Postretirement benefit cost for the years ending December 31, 1997, 1996 and
1995 was $1, $5 and $3, respectively; this expense includes the expected cost
of post- retirement benefits for newly eligible or vested employees, the
interest cost, and gains and losses arising from differences between actuarial
assumptions and actual experience.
The unfunded postretirement benefit obligation for retirees and other fully
eligible or vested plan participants was $109 and $122 as of December 31, 1997
and 1996, respectively. The discount rate used in determining the accumulated
postretirement benefit obligation was 7.50% and the health care cost trend
rate was 9%, graded to 4.5% over 10 years.
NOTE 9--RELATED PARTY TRANSACTIONS
The primary distributor of United Investors' Insurance products is Waddell &
Reed, Inc. ("W&R"), a United Management affiliate. W&R receives a commission
for marketing these products which was approximately $29,600, $30,200, and
$25,700 for the years ended December 31, 1997, 1996, and 1995, respectively.
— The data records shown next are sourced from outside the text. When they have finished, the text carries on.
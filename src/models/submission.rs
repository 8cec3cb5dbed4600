use serde::Serialize;

use super::{types::UtcDateTime, Platform};

#[derive(Clone, Copy, Debug, PartialEq, Eq, Hash, Serialize)]
#[serde(transparent)]
pub struct SubmissionId(pub i64);

/// A stored video link. Never mutated after it is created.
#[derive(Clone, Debug, PartialEq, Eq)]
pub struct Submission {
    pub id: SubmissionId,
    pub url: String,
    pub platform: Platform,
    pub submitter: String,
    pub created_at: UtcDateTime,
}

#[derive(Clone, Debug)]
pub struct NewSubmission {
    pub url: String,
    pub platform: Platform,
    pub submitter: String,
    pub created_at: UtcDateTime,
}
use serde::Serialize;
use strum::{AsRefStr, Display, EnumIter, EnumString};

/// The hosting service a submitted link points to.
///
/// Assigned once when a submission is stored and never recomputed.
#[derive(
    Clone, Copy, Debug, PartialEq, Eq, Hash, Serialize, Display, AsRefStr, EnumString, EnumIter,
)]
#[serde(rename_all = "lowercase")]
#[strum(serialize_all = "lowercase")]
pub enum Platform {
    YouTube,
    Twitch,
    TikTok,
    Twitter,
    Other,
}
use std::str::FromStr;

use thiserror::Error;
use time::{format_description::well_known::Iso8601, OffsetDateTime};

use crate::models::{types::UtcDateTime, Platform, SubmissionId};

pub trait DBConvertible: Sized {
    type DBType;

    fn to_db(&self) -> Result<Self::DBType, DBToConversionError>;

    fn from_db(value: &Self::DBType) -> Result<Self, DBFromConversionError>;
}

#[derive(Debug, Error)]
pub enum DBFromConversionError {
    #[error("Failed to parse datetime: {0}")]
    DateTime(#[from] time::error::Parse),
    #[error("Failed to parse enum variant: {0}")]
    NoSuchVariant(String),
}

#[derive(Debug, Error)]
pub enum DBToConversionError {
    #[error("Failed to format datetime")]
    DateTime(#[from] time::error::Format),
}

impl DBConvertible for UtcDateTime {
    type DBType = String;

    fn to_db(&self) -> Result<Self::DBType, DBToConversionError> {
        let string = OffsetDateTime::from(*self).format(&Iso8601::DEFAULT)?;
        Ok(string)
    }

    fn from_db(db_value: &Self::DBType) -> Result<Self, DBFromConversionError> {
        let datetime = OffsetDateTime::parse(db_value, &Iso8601::DEFAULT)?;
        Ok(UtcDateTime::from(datetime))
    }
}

impl DBConvertible for SubmissionId {
    type DBType = i64;

    fn to_db(&self) -> Result<Self::DBType, DBToConversionError> {
        Ok(self.0)
    }

    fn from_db(value: &Self::DBType) -> Result<Self, DBFromConversionError> {
        Ok(SubmissionId(*value))
    }
}

impl DBConvertible for Platform {
    type DBType = String;

    fn to_db(&self) -> Result<Self::DBType, DBToConversionError> {
        Ok(self.to_string())
    }

    fn from_db(value: &Self::DBType) -> Result<Self, DBFromConversionError> {
        Platform::from_str(value).map_err(|_| DBFromConversionError::NoSuchVariant(value.clone()))
    }
}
United Investors was charged for space, equipment, and services provided by
an affiliate amounting to $1,852 in 1997, $1,797 in 1996 and $1,706 in 1995.
Torchmark performed certain administrative services for United Investors for
which it charged $468 in 1997, $384 in 1996 and $156 in 1995.
In November 1994, United Investors loaned Torchmark $35,000 at an interest
rate of 8.11%. Interest income related to the Torchmark loans totaling $2,838
and $2,838 at December 31, 1997 and 1996, respectively, is included in the
accompanying financial statements. In January 1996, United Investors loaned
Liberty National $3,500 at an interest rate of 5.75%. This loan was paid in
full in February 1996. Interest income related to this loan totaling $9 at
December 31, 1996 is included in the accompanying financial statements. In
1997, United Investors loaned Torchmark, Liberty National and United American
$8,060, $10,520 and $5,500 respectively at an interest rate of 5.5% all of
which were repaid prior to December 31, 1997. Interest income related to these
loans totaling $1, $2, and $22 respectively are included in the accompanying
financial statements.
F-17
<PAGE>
UNITED INVESTORS LIFE INSURANCE COMPANY
NOTES TO FINANCIAL STATEMENTS--(CONTINUED)
(DOLLAR AMOUNTS IN THOUSANDS)
NOTE 9--RELATED PARTY TRANSACTIONS (CONTINUED)
Effective January 1, 1997 United Investors assumed a block of annuity
products totaling $200,321 from United American Insurance Company (United
American), an affiliated company, on a 100% funds withheld coinsurance basis.
In connection with this transaction United Investors paid a ceding fee to
United American totaling $21,305, $10,000 of which was paid in cash, and
recorded a due from affiliates totaling $189, 016. As of December 31, 1997,
the funds withheld balance totaled $190, 235 and is included in due from
affiliates. Interest income on funds withheld at December 31, 1997 totaled
$11,876 and is included in other income. The reserve for annuity balances
assumed in connection with this transaction totaled $210,276 as of December
31, 1997.
United Investors serves as sponsor to four separate accounts and depositor
to two separate accounts of the underlying investment fund in connection with
its variable product business. At December 31, 1997 and 1996 United Investors
had investments of $16,542 and $14,000, in the separate accounts which were
included in other long-term invested assets and carried at market.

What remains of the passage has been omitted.